Not surprising, then, that this witty, achingly stylish production by Loveday Ingram is the second English revival of the play since it was launched in a blaze of publicity at the Donmar Warehouse two years ago. On that occasion, Nicole Kidman aroused some of my colleagues to such a state of priapism that only the wifely threat of a kitchen knife could bring them back down (so to speak) to earth.
The Blue Room is Hare's contemporary reworking of Schnitzler's shocker La Ronde, written in 1900. The police raided the premiÿre of that work for its frank, objective portrayal of a daisy chain of erotic encounters, seen before and after the act, in which one partner from each union moves on to the next. Nowadays, though, the police would be more likely to block-book the show for their annual outing because the effect of this updated version is merely titillating.
The couple who act out all the couplings with aplomb are the exquisitely gamine Camilla Power and the dark, stockily handsome Michael Higgs. Their quick changes through the various quickies (performed in full view on a minimalist set of sliding blue doors) range from cocksure cabbie to self-effacing aristo, from emotionally needy prostitute to clichéd grande dame.
These actors have a naturally warm and engaging presence but they cannot save the play from seeming cold and superior, for all its attempts to suggest a tug of thwarted romantic yearning. I found myself hating the dumb "clever" joke of posting up the length of time each bout of sex had lasted. Apart from clinically confusing duration and subjective experience, it invites the laughter of defensive ridicule rather than identification.

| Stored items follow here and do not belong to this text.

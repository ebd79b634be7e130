//! Payload Binding - Sections to Component Data
//!
//! Binding is driven by the component's declared schema: every declared
//! property is offered a value from the section by field name and shape.
//! Nothing is invented; a field with no source is left out and the schema
//! validator decides whether the component is still usable.

use serde_json::{json, Map, Value};

use crate::content::{DataPoint, ParsedContent, ParsedSection};
use crate::schema::{DataSchema, SchemaType};

/// Closing message bound into CLOSING components.
pub const CLOSING_MESSAGE: &str = "Thank You";

/// The material a payload can be built from.
#[derive(Debug, Clone, Default)]
pub struct BindSource<'a> {
    pub title: &'a str,
    pub content: &'a str,
    pub items: &'a [String],
    pub data_points: Vec<&'a DataPoint>,
    pub message: Option<&'a str>,
}

impl<'a> BindSource<'a> {
    pub fn section(section: &'a ParsedSection) -> Self {
        Self {
            title: &section.title,
            content: &section.content,
            items: &section.items,
            data_points: section.data_points.iter().collect(),
            message: None,
        }
    }

    /// Cover material: the deck title plus every data point in the deck.
    pub fn cover(content: &'a ParsedContent) -> Self {
        Self {
            title: &content.title,
            content: "",
            items: &[],
            data_points: content.data_points().collect(),
            message: None,
        }
    }

    pub fn closing() -> Self {
        Self { message: Some(CLOSING_MESSAGE), ..Default::default() }
    }
}

#[derive(Debug, Clone, PartialEq)]
pub struct Binding {
    pub data: Value,
    /// Number of schema fields that received a value.
    pub bound_fields: usize,
}

pub fn bind(source: &BindSource<'_>, schema: &DataSchema) -> Binding {
    let mut data = Map::new();
    for (name, property) in &schema.properties {
        if let Some(value) = bind_field(name, property, source) {
            data.insert(name.clone(), value);
        }
    }
    Binding { bound_fields: data.len(), data: Value::Object(data) }
}

/// Generic narrative payload used when no better component fits.
pub fn narrative_payload(title: &str, content: &str, items: &[String]) -> Value {
    let mut data = Map::new();
    data.insert("title".to_string(), json!(non_empty(title).unwrap_or("Overview")));
    data.insert("content".to_string(), json!(content));
    if !items.is_empty() {
        data.insert("bullets".to_string(), json!(items));
    }
    Value::Object(data)
}

fn non_empty(text: &str) -> Option<&str> {
    let trimmed = text.trim();
    (!trimmed.is_empty()).then_some(trimmed)
}

fn text(value: &str) -> Option<Value> {
    non_empty(value).map(|t| json!(t))
}

fn bind_field(name: &str, property: &DataSchema, source: &BindSource<'_>) -> Option<Value> {
    let first = source.data_points.first();
    let value = match (name, property.kind) {
        ("title" | "sectionName" | "heading", _) => text(source.title),
        ("content" | "body" | "context" | "description", None | Some(SchemaType::String)) => {
            text(source.content)
        }
        ("message", _) => source.message.map(|m| json!(m)),
        ("value" | "number", None | Some(SchemaType::String)) => first.map(|dp| json!(dp.value)),
        ("label", None | Some(SchemaType::String)) => first.map(|dp| json!(dp.label)),
        ("comparison", _) => first.and_then(|dp| dp.change.as_ref()).map(|c| json!(c)),
        ("before" | "after", Some(SchemaType::Object)) => keyed_group(name, source.items),
        (_, Some(SchemaType::Array)) => array_field(name, property, source),
        _ => None,
    }?;
    fit_array(value, property)
}

/// Trim arrays to `maxItems`; drop empty ones.
fn fit_array(value: Value, property: &DataSchema) -> Option<Value> {
    match value {
        Value::Array(mut items) => {
            if let Some(max) = property.max_items {
                items.truncate(max);
            }
            (!items.is_empty()).then_some(Value::Array(items))
        }
        other => Some(other),
    }
}

const KEYED_LISTS: [&str; 6] = ["pros", "cons", "strengths", "weaknesses", "opportunities", "threats"];

fn array_field(name: &str, property: &DataSchema, source: &BindSource<'_>) -> Option<Value> {
    if KEYED_LISTS.contains(&name) {
        let items = keyed_items(name, source.items);
        return (!items.is_empty()).then(|| json!(items));
    }

    let item_schema = property.items.as_deref();
    match item_schema.and_then(|s| s.kind) {
        Some(SchemaType::Object) => item_schema.and_then(|s| records(s, source)),
        Some(SchemaType::String) | None => match name {
            "bullets" | "items" | "steps" | "points" => Some(json!(source.items)),
            _ => None,
        },
        _ => None,
    }
}

/// Build an array of records from whichever source matches the record shape.
fn records(item: &DataSchema, source: &BindSource<'_>) -> Option<Value> {
    let declares = |key: &str| item.properties.contains_key(key) || item.is_required(key);
    let requires_only = |allowed: &[&str]| item.required.iter().all(|r| allowed.contains(&r.as_str()));

    if declares("date") && declares("event") && requires_only(&["date", "event"]) {
        let milestones: Vec<Value> = source
            .items
            .iter()
            .filter_map(|i| split_label(i))
            .map(|(date, event)| json!({ "date": date, "event": event }))
            .collect();
        return Some(Value::Array(milestones));
    }

    if declares("value") && requires_only(&["label", "value", "trend", "change", "target"]) {
        let rows: Vec<Value> = source
            .data_points
            .iter()
            .filter_map(|dp| data_point_record(dp, item))
            .collect();
        return Some(Value::Array(rows));
    }

    if declares("label") && requires_only(&["label", "description"]) {
        let rows: Vec<Value> = source
            .items
            .iter()
            .map(|i| match split_label(i) {
                Some((label, description)) if declares("description") => {
                    json!({ "label": label, "description": description })
                }
                _ => json!({ "label": i }),
            })
            .collect();
        return Some(Value::Array(rows));
    }

    None
}

fn data_point_record(dp: &DataPoint, item: &DataSchema) -> Option<Value> {
    let mut row = Map::new();
    for (key, property) in &item.properties {
        let value = match (key.as_str(), property.kind) {
            ("label", _) => Some(json!(dp.label)),
            ("value", Some(SchemaType::Number | SchemaType::Integer)) => dp.numeric_value().map(|v| json!(v)),
            ("value", _) => Some(json!(dp.value)),
            ("trend", _) => dp.change_value().map(|v| json!(v)),
            ("change", _) => dp.change.as_ref().map(|c| json!(c)),
            ("target", _) => dp.target.as_ref().map(|t| json!(t)),
            _ => None,
        };
        if let Some(value) = value {
            row.insert(key.clone(), value);
        }
    }
    // A numeric field that cannot be read makes the whole row unusable.
    item.required.iter().all(|r| row.contains_key(r)).then_some(Value::Object(row))
}

/// `"Q3: launch"` or `"Q3 - launch"` as `("Q3", "launch")`.
fn split_label(item: &str) -> Option<(String, String)> {
    let (head, tail) = item.split_once(':').or_else(|| item.split_once(" - "))?;
    let (head, tail) = (head.trim(), tail.trim());
    (!head.is_empty() && !tail.is_empty()).then(|| (head.to_string(), tail.to_string()))
}

fn singular(word: &str) -> String {
    if let Some(stem) = word.strip_suffix("ies") {
        format!("{}y", stem)
    } else {
        word.trim_end_matches('s').to_string()
    }
}

/// Items written as `"Pro: fast setup"` for the field `pros`.
fn keyed_items(field: &str, items: &[String]) -> Vec<String> {
    let key = singular(field);
    items
        .iter()
        .filter_map(|i| split_label(i))
        .filter(|(label, _)| singular(&label.to_lowercase()) == key)
        .map(|(_, text)| text)
        .collect()
}

fn keyed_group(field: &str, items: &[String]) -> Option<Value> {
    let grouped = keyed_items(field, items);
    if grouped.is_empty() {
        return None;
    }
    let mut label = field.to_string();
    if let Some(first) = label.get_mut(0..1) {
        first.make_ascii_uppercase();
    }
    Some(json!({ "label": label, "items": grouped }))
}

In one scene, an MP's wife, whom we have already witnessed romping with a student, is discovered perusing a Harry Potter book in one of the marital twin beds. The drollness of that detail is outweighed by obviousness. It would have been funnier if she had been shown browsing through Hare's recently published journals Acting Up in which he congratulates himself on having achieved the difficult tone of this play: "world-weary, yes, clear-eyed, yes, but also full of the vulnerability of the search for love". Well, it is nice to know that he is satisfied. The rest of us, frankly, are still waiting for the earth to move.